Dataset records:
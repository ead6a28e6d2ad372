use anyhow::{bail, Context, Result};
use chrono::{Datelike, NaiveDate};
use rust_decimal::Decimal;

/// Strip the grouping spaces card numbers are usually typed with.
pub fn normalized_card_number(number: &str) -> String {
    number.chars().filter(|c| !c.is_whitespace()).collect()
}

/// Parse an `MM/YY` expiry into the first day of that month.
pub fn parse_expiry(expiry: &str) -> Result<NaiveDate> {
    let (month, year) = expiry
        .split_once('/')
        .context("Invalid expiration date.")?;
    let month: u32 = month.parse().context("Invalid expiration date.")?;
    let year: i32 = year.parse().context("Invalid expiration date.")?;
    if year < 0 || year > 99 {
        bail!("Invalid expiration date.");
    }
    NaiveDate::from_ymd_opt(2000 + year, month, 1).context("Invalid expiration date.")
}

/// Card-form checks gating a deposit, in the order the form reports them.
/// A card counts as expired once the first day of its expiry month has
/// passed.
pub fn validate_card(
    number: &str,
    expiry: &str,
    cvv: &str,
    amount: Decimal,
    today: NaiveDate,
) -> Result<()> {
    let digits = normalized_card_number(number);
    if digits.len() != 16 || !digits.chars().all(|c| c.is_ascii_digit()) {
        bail!("Card number must be 16 digits.");
    }

    let expiry_month = parse_expiry(expiry)?;
    if expiry_month < today.with_day(1).unwrap_or(today) {
        bail!("Card has expired.");
    }

    if !(cvv.len() == 3 || cvv.len() == 4) || !cvv.chars().all(|c| c.is_ascii_digit()) {
        bail!("CVV must be 3 or 4 digits.");
    }

    if amount <= Decimal::ZERO {
        bail!("Amount must be positive.");
    }
    Ok(())
}
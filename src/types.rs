use anyhow::bail;
use chrono::{DateTime, NaiveDate, Utc};
use rust_decimal::Decimal;
use serde::{Deserialize, Serialize};
use std::fmt;
use std::str::FromStr;

#[derive(Debug, Clone, Copy, PartialEq, Eq, Hash, Serialize, Deserialize)]
#[serde(rename_all = "lowercase")]
pub enum AssetClass {
    Crypto,
    Etf,
    Stocks,
}

impl AssetClass {
    pub const ALL: [AssetClass; 3] = [AssetClass::Crypto, AssetClass::Etf, AssetClass::Stocks];

    pub fn as_str(self) -> &'static str {
        match self {
            AssetClass::Crypto => "crypto",
            AssetClass::Etf => "etf",
            AssetClass::Stocks => "stocks",
        }
    }

    /// Fixed buy-side universe per asset class.
    pub fn curated_symbols(self) -> &'static [&'static str] {
        match self {
            AssetClass::Crypto => &[
                "BTC", "ETH", "XRP", "LTC", "ADA", "SOL", "DOT", "DOGE", "UNI", "LINK", "BNB",
                "USDC", "XLM", "TRX", "EOS",
            ],
            AssetClass::Etf => &[
                "SPY", "IVV", "VTI", "VEA", "EFA", "IEFA", "VWO", "QQQ", "VUG", "IEMG", "ARKK",
                "XLE", "XLF", "XLK", "XLU",
            ],
            AssetClass::Stocks => &[
                "AAPL", "GOOGL", "MSFT", "AMZN", "FB", "BABA", "NFLX", "TSLA", "BRK.B", "V",
                "JNJ", "WMT", "VZ", "PG", "DIS",
            ],
        }
    }

    /// Look a symbol up across the curated universes.
    pub fn classify_symbol(symbol: &str) -> Option<AssetClass> {
        AssetClass::ALL
            .into_iter()
            .find(|class| class.curated_symbols().contains(&symbol))
    }
}

impl fmt::Display for AssetClass {
    fn fmt(&self, f: &mut fmt::Formatter<'_>) -> fmt::Result {
        f.write_str(self.as_str())
    }
}

impl FromStr for AssetClass {
    type Err = anyhow::Error;

    fn from_str(s: &str) -> Result<Self, Self::Err> {
        match s.to_ascii_lowercase().as_str() {
            "crypto" => Ok(AssetClass::Crypto),
            "etf" => Ok(AssetClass::Etf),
            "stocks" | "stock" => Ok(AssetClass::Stocks),
            other => bail!("unknown asset class '{other}' (expected crypto, etf or stocks)"),
        }
    }
}

#[derive(Debug, Clone, Copy, PartialEq, Eq, Serialize, Deserialize)]
#[serde(rename_all = "lowercase")]
pub enum TradeSide {
    Buy,
    Sell,
}

impl TradeSide {
    pub fn as_str(self) -> &'static str {
        match self {
            TradeSide::Buy => "buy",
            TradeSide::Sell => "sell",
        }
    }
}

impl fmt::Display for TradeSide {
    fn fmt(&self, f: &mut fmt::Formatter<'_>) -> fmt::Result {
        f.write_str(self.as_str())
    }
}

impl FromStr for TradeSide {
    type Err = anyhow::Error;

    fn from_str(s: &str) -> Result<Self, Self::Err> {
        match s.to_ascii_lowercase().as_str() {
            "buy" => Ok(TradeSide::Buy),
            "sell" => Ok(TradeSide::Sell),
            other => bail!("unknown trade side '{other}' (expected buy or sell)"),
        }
    }
}

/// Chart resolution; each maps to a fixed provider lookback window.
#[derive(Debug, Clone, Copy, PartialEq, Eq)]
pub enum Timeframe {
    Hour,
    Day,
    Week,
    Month,
    Year,
}

impl Timeframe {
    pub fn as_str(self) -> &'static str {
        match self {
            Timeframe::Hour => "hour",
            Timeframe::Day => "day",
            Timeframe::Week => "week",
            Timeframe::Month => "month",
            Timeframe::Year => "year",
        }
    }
}

impl fmt::Display for Timeframe {
    fn fmt(&self, f: &mut fmt::Formatter<'_>) -> fmt::Result {
        f.write_str(self.as_str())
    }
}

impl FromStr for Timeframe {
    type Err = anyhow::Error;

    fn from_str(s: &str) -> Result<Self, Self::Err> {
        match s.to_ascii_lowercase().as_str() {
            "hour" => Ok(Timeframe::Hour),
            "day" => Ok(Timeframe::Day),
            "week" => Ok(Timeframe::Week),
            "month" => Ok(Timeframe::Month),
            "year" => Ok(Timeframe::Year),
            other => bail!("unknown timeframe '{other}' (expected hour, day, week, month or year)"),
        }
    }
}

/// One bar of the provider's aggregate series. Never persisted.
#[derive(Debug, Clone, PartialEq, Serialize, Deserialize)]
pub struct PriceBar {
    pub timestamp_ms: i64,
    pub open: Decimal,
    pub high: Decimal,
    pub low: Decimal,
    pub close: Decimal,
    pub volume: Decimal,
}

/// Server-owned holding snapshot; always re-fetched, never patched locally.
#[derive(Debug, Clone, Serialize, Deserialize)]
pub struct UserAsset {
    #[serde(default)]
    pub id: Option<i64>,
    pub asset_name: String,
    pub category: AssetClass,
    pub quantity: Decimal,
    pub total_value: Decimal,
}

#[derive(Debug, Clone, Serialize, Deserialize)]
pub struct Transaction {
    #[serde(default)]
    pub id: Option<i64>,
    pub asset_name: String,
    pub category: AssetClass,
    pub quantity: Decimal,
    pub amount: Decimal,
    pub transaction_type: TradeSide,
    pub timestamp: DateTime<Utc>,
}

/// Payload for `POST /transactions/create`.
#[derive(Debug, Clone, Serialize)]
pub struct NewTransaction {
    pub asset_name: String,
    pub quantity: Decimal,
    pub amount: Decimal,
    pub timestamp: DateTime<Utc>,
    pub transaction_type: TradeSide,
    pub category: AssetClass,
}

#[derive(Debug, Clone, Serialize, Deserialize)]
pub struct UserProfile {
    #[serde(default)]
    pub id: Option<i64>,
    pub username: String,
    pub email: String,
    #[serde(default)]
    pub first_name: String,
    #[serde(default)]
    pub last_name: String,
    #[serde(default)]
    pub country: Option<String>,
    #[serde(default)]
    pub phone_number: String,
    #[serde(default)]
    pub profile_picture: Option<String>,
    #[serde(default)]
    pub birth_date: Option<NaiveDate>,
}

/// Entry of the server-side market asset catalog (`GET /assets`).
#[derive(Debug, Clone, Deserialize)]
pub struct CatalogAsset {
    #[serde(default)]
    pub id: Option<i64>,
    pub name: String,
    #[serde(default)]
    pub price: Option<Decimal>,
    #[serde(default)]
    pub change: Option<Decimal>,
    #[serde(default)]
    pub volume: String,
    #[serde(default)]
    pub asset_type: String,
}
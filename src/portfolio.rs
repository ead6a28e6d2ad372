use crate::api::market_data::MarketDataClient;
use crate::types::{AssetClass, Transaction, TradeSide, UserAsset};
use chrono::NaiveDate;
use rust_decimal::{Decimal, RoundingStrategy};

fn to_cents(value: Decimal) -> Decimal {
    value.round_dp_with_strategy(2, RoundingStrategy::MidpointAwayFromZero)
}

#[derive(Debug, Clone, PartialEq)]
pub struct AllocationSlice {
    pub category: AssetClass,
    pub total_value: Decimal,
}

/// Sum of holding values per asset class.
pub fn allocation(assets: &[UserAsset]) -> Vec<AllocationSlice> {
    AssetClass::ALL
        .into_iter()
        .map(|category| AllocationSlice {
            category,
            total_value: assets
                .iter()
                .filter(|a| a.category == category)
                .map(|a| a.total_value)
                .sum(),
        })
        .collect()
}

/// Optional ledger filters: inclusive date range (date-only comparison) and
/// a single asset.
#[derive(Debug, Clone, Default)]
pub struct LedgerFilter {
    pub start: Option<NaiveDate>,
    pub end: Option<NaiveDate>,
    pub asset: Option<String>,
}

impl LedgerFilter {
    pub fn matches(&self, tx: &Transaction) -> bool {
        let date = tx.timestamp.date_naive();
        if let Some(start) = self.start {
            if date < start {
                return false;
            }
        }
        if let Some(end) = self.end {
            if date > end {
                return false;
            }
        }
        if let Some(asset) = &self.asset {
            if tx.asset_name != *asset {
                return false;
            }
        }
        true
    }
}

#[derive(Debug, Clone, PartialEq)]
pub struct AssetPnl {
    pub asset: String,
    pub investment: Decimal,
    pub earnings: Decimal,
    pub profit_loss: Decimal,
    pub percentage: Decimal,
    pub current_quantity: Decimal,
}

/// Unrealized P/L per asset over the transaction ledger: buys are
/// investment, sells are earnings, the difference is profit, the percentage
/// is taken against the investment (zero investment reports 0%).
pub fn unrealized_pnl(
    transactions: &[Transaction],
    holdings: &[UserAsset],
    filter: &LedgerFilter,
) -> Vec<AssetPnl> {
    let filtered: Vec<&Transaction> = transactions
        .iter()
        .filter(|tx| filter.matches(tx))
        .collect();

    let mut assets: Vec<String> = Vec::new();
    for tx in &filtered {
        if !assets.contains(&tx.asset_name) {
            assets.push(tx.asset_name.clone());
        }
    }

    assets
        .into_iter()
        .map(|asset| {
            let investment: Decimal = filtered
                .iter()
                .filter(|tx| tx.asset_name == asset && tx.transaction_type == TradeSide::Buy)
                .map(|tx| tx.amount)
                .sum();
            let earnings: Decimal = filtered
                .iter()
                .filter(|tx| tx.asset_name == asset && tx.transaction_type == TradeSide::Sell)
                .map(|tx| tx.amount)
                .sum();
            let profit_loss = earnings - investment;
            let percentage = if investment.is_zero() {
                Decimal::ZERO
            } else {
                to_cents(profit_loss / investment * Decimal::ONE_HUNDRED)
            };
            let current_quantity = holdings
                .iter()
                .find(|h| h.asset_name == asset)
                .map(|h| h.quantity)
                .unwrap_or(Decimal::ZERO);

            AssetPnl {
                asset,
                investment: to_cents(investment),
                earnings: to_cents(earnings),
                profit_loss: to_cents(profit_loss),
                percentage,
                current_quantity,
            }
        })
        .collect()
}

/// Totals row across a P/L report.
pub fn pnl_totals(rows: &[AssetPnl]) -> AssetPnl {
    let investment: Decimal = rows.iter().map(|r| r.investment).sum();
    let earnings: Decimal = rows.iter().map(|r| r.earnings).sum();
    let profit_loss = earnings - investment;
    let percentage = if investment.is_zero() {
        Decimal::ZERO
    } else {
        to_cents(profit_loss / investment * Decimal::ONE_HUNDRED)
    };
    AssetPnl {
        asset: "Total".to_string(),
        investment,
        earnings,
        profit_loss,
        percentage,
        current_quantity: Decimal::ZERO,
    }
}

#[derive(Debug, Clone, PartialEq)]
pub struct AssetPerformance {
    pub asset: String,
    pub quantity: Decimal,
    pub investment: Decimal,
    pub current_value: Decimal,
    pub profit: Decimal,
    pub profit_pct: Decimal,
}

/// Mark a holding against its live price: current value, profit over the
/// recorded cost, and profit percentage (zero cost reports 0%).
pub fn asset_performance(asset: &UserAsset, current_price: Decimal) -> AssetPerformance {
    let current_value = current_price * asset.quantity;
    let profit = current_value - asset.total_value;
    let profit_pct = if asset.total_value.is_zero() {
        Decimal::ZERO
    } else {
        to_cents(profit / asset.total_value * Decimal::ONE_HUNDRED)
    };
    AssetPerformance {
        asset: asset.asset_name.clone(),
        quantity: asset.quantity,
        investment: to_cents(asset.total_value),
        current_value: to_cents(current_value),
        profit: to_cents(profit),
        profit_pct,
    }
}

#[derive(Debug, Clone, PartialEq)]
pub struct DailyMover {
    pub symbol: String,
    pub price: Decimal,
    pub change_pct: Decimal,
}

/// Day-over-day change of a single quote.
pub fn daily_change_pct(open: Decimal, close: Decimal) -> Decimal {
    if open.is_zero() {
        return Decimal::ZERO;
    }
    to_cents((close - open) / open * Decimal::ONE_HUNDRED)
}

/// Previous-day movement for every curated symbol of a class. Symbols whose
/// quote cannot be fetched are skipped with a warning; one bad symbol never
/// empties the view.
pub async fn daily_movers(
    market: &MarketDataClient,
    class: AssetClass,
    date: NaiveDate,
) -> Vec<DailyMover> {
    let mut movers = Vec::new();
    for symbol in class.curated_symbols() {
        match market.daily_open_close(symbol, class, date).await {
            Ok(quote) => {
                if let (Some(open), Some(close)) = (quote.open, quote.close) {
                    movers.push(DailyMover {
                        symbol: symbol.to_string(),
                        price: to_cents(close),
                        change_pct: daily_change_pct(open, close),
                    });
                }
            }
            Err(e) => {
                tracing::warn!(symbol = %symbol, error = ?e, "failed to fetch daily quote");
            }
        }
    }
    movers
}
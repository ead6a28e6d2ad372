use anyhow::{bail, Result};
use chrono::NaiveDate;

/// Client-side login check. Runs before any network call; an invalid form
/// never reaches the backend.
pub fn validate_login(username: &str, password: &str) -> Result<()> {
    if username.is_empty() {
        bail!("Username is required");
    }
    if password.is_empty() {
        bail!("Password is required");
    }
    if password.chars().count() < 8 {
        bail!("Password must be at least 8 characters long");
    }
    Ok(())
}

pub fn is_valid_email(email: &str) -> bool {
    let Some((local, domain)) = email.split_once('@') else {
        return false;
    };
    if local.is_empty()
        || !local
            .chars()
            .all(|c| c.is_ascii_alphanumeric() || "._%+-".contains(c))
    {
        return false;
    }
    let Some((host, tld)) = domain.rsplit_once('.') else {
        return false;
    };
    if host.is_empty()
        || !host
            .chars()
            .all(|c| c.is_ascii_alphanumeric() || ".-".contains(c))
    {
        return false;
    }
    (2..=6).contains(&tld.len()) && tld.chars().all(|c| c.is_ascii_alphabetic())
}

pub fn is_valid_phone(phone: &str) -> bool {
    phone.len() == 10 && phone.chars().all(|c| c.is_ascii_digit())
}

#[derive(Debug, Clone)]
pub struct SignupForm {
    pub username: String,
    pub email: String,
    pub first_name: String,
    pub last_name: String,
    pub phone_number: String,
    pub country: Option<String>,
    pub birth_date: Option<NaiveDate>,
    pub password: String,
    pub confirm_password: String,
    /// Hosted picture URL, filled in after the image-host upload.
    pub profile_picture: Option<String>,
}

pub fn validate_signup(form: &SignupForm) -> Result<()> {
    if form.username.is_empty() {
        bail!("Username is required");
    }
    if form.email.is_empty() {
        bail!("Email is required");
    }
    if !is_valid_email(&form.email) {
        bail!("Invalid email format");
    }
    if form.first_name.is_empty() {
        bail!("First name is required");
    }
    if form.last_name.is_empty() {
        bail!("Last name is required");
    }
    if form.phone_number.is_empty() {
        bail!("Phone number is required");
    }
    if !is_valid_phone(&form.phone_number) {
        bail!("Phone number must be 10 digits");
    }
    if form.birth_date.is_none() {
        bail!("Birth date is required");
    }
    if form.password.chars().count() < 8 {
        bail!("Password must be at least 8 characters");
    }
    if form.password != form.confirm_password {
        bail!("Passwords do not match");
    }
    if form.profile_picture.is_none() {
        bail!("Profile picture is required.");
    }
    Ok(())
}

#[derive(Debug, Clone)]
pub struct ResetPasswordRequest {
    pub username: String,
    pub email: String,
    pub phone_number: String,
    pub password: String,
}

pub fn validate_reset_password(req: &ResetPasswordRequest) -> Result<()> {
    if req.username.is_empty() {
        bail!("Username is required");
    }
    if req.email.is_empty() {
        bail!("Email is required");
    }
    if !is_valid_email(&req.email) {
        bail!("Invalid email format");
    }
    if req.phone_number.is_empty() {
        bail!("Phone number is required");
    }
    if !is_valid_phone(&req.phone_number) {
        bail!("Phone number must be 10 digits");
    }
    if req.password.is_empty() {
        bail!("Password is required");
    }
    if req.password.chars().count() < 8 {
        bail!("Password must be at least 8 characters long");
    }
    Ok(())
}

/// Partial profile update; `None` fields are left untouched server-side.
#[derive(Debug, Clone, Default)]
pub struct ProfileUpdate {
    pub email: Option<String>,
    pub first_name: Option<String>,
    pub last_name: Option<String>,
    pub country: Option<String>,
    pub phone_number: Option<String>,
    pub birth_date: Option<NaiveDate>,
    pub profile_picture: Option<String>,
}

impl ProfileUpdate {
    pub fn is_empty(&self) -> bool {
        self.email.is_none()
            && self.first_name.is_none()
            && self.last_name.is_none()
            && self.country.is_none()
            && self.phone_number.is_none()
            && self.birth_date.is_none()
            && self.profile_picture.is_none()
    }
}

pub fn validate_profile_update(update: &ProfileUpdate) -> Result<()> {
    if let Some(email) = &update.email {
        if !is_valid_email(email) {
            bail!("Invalid email format");
        }
    }
    if let Some(phone) = &update.phone_number {
        if !is_valid_phone(phone) {
            bail!("Phone number must be 10 digits");
        }
    }
    Ok(())
}
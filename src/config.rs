use anyhow::{Context, Result};
use serde::Deserialize;
use std::time::Duration;

#[derive(Debug, Clone, Deserialize)]
pub struct BackendCfg {
    pub base_url: String,
}

#[derive(Debug, Clone, Deserialize)]
pub struct MarketDataCfg {
    pub base_url: String,
    pub api_key: String,
}

#[derive(Debug, Clone, Deserialize)]
pub struct ImagesCfg {
    pub upload_url: String,
    pub upload_preset: String,
}

#[derive(Debug, Clone, Deserialize)]
pub struct SessionCfg {
    pub path: String,
    pub refresh_interval_sec: u64,
}

impl SessionCfg {
    pub fn refresh_interval(&self) -> Duration {
        Duration::from_secs(self.refresh_interval_sec)
    }
}

#[derive(Debug, Clone, Deserialize)]
pub struct TradeCfg {
    pub reload_delay_sec: u64,
}

impl TradeCfg {
    pub fn reload_delay(&self) -> Duration {
        Duration::from_secs(self.reload_delay_sec)
    }
}

#[derive(Debug, Clone, Deserialize)]
pub struct ObservabilityCfg {
    pub log_json: bool,
}

#[derive(Debug, Clone, Deserialize)]
pub struct AppConfig {
    pub backend: BackendCfg,
    pub market_data: MarketDataCfg,
    pub images: ImagesCfg,
    pub session: SessionCfg,
    pub trade: TradeCfg,
    pub observability: ObservabilityCfg,
}

impl AppConfig {
    pub fn load() -> Result<Self> {
        let mut builder = config::Config::builder()
            .add_source(config::File::with_name("config").required(false))
            .add_source(config::File::with_name("config.example").required(false))
            .add_source(config::Environment::default().separator("__"));

        if let Ok(path) = std::env::var("PAPERTRADE_CONFIG") {
            builder = builder.add_source(config::File::with_name(&path).required(true));
        }

        builder
            .build()
            .context("failed to build config")?
            .try_deserialize()
            .context("failed to deserialize config")
    }
}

Description of the task: Each line above that contains the string "DailyMover" should be identified and copied.

Completed exercise:
pub struct DailyMover {
) -> Vec<DailyMover> {
                    movers.push(DailyMover {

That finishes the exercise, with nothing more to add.